What to work on: For the data below, tally how many lines contain "reached" and answer only with that tally.

****************

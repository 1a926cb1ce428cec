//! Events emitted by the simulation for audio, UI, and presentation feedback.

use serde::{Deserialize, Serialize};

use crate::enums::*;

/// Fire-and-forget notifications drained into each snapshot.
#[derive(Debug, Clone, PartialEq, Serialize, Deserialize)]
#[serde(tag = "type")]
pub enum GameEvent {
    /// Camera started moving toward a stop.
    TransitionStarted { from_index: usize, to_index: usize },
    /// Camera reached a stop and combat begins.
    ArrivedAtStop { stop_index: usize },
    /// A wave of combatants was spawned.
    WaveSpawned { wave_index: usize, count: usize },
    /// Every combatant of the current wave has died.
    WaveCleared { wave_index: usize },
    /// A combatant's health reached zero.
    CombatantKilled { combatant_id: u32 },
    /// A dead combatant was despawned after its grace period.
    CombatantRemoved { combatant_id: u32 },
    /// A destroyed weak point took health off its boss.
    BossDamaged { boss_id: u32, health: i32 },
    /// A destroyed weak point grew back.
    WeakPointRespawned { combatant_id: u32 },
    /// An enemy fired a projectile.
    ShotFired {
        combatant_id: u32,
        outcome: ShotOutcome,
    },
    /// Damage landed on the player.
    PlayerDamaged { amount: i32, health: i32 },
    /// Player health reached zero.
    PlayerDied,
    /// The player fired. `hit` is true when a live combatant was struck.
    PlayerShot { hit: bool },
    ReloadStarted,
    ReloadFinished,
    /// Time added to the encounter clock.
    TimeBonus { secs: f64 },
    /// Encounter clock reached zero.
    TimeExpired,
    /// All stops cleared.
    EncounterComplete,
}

****************

Exercise output: 4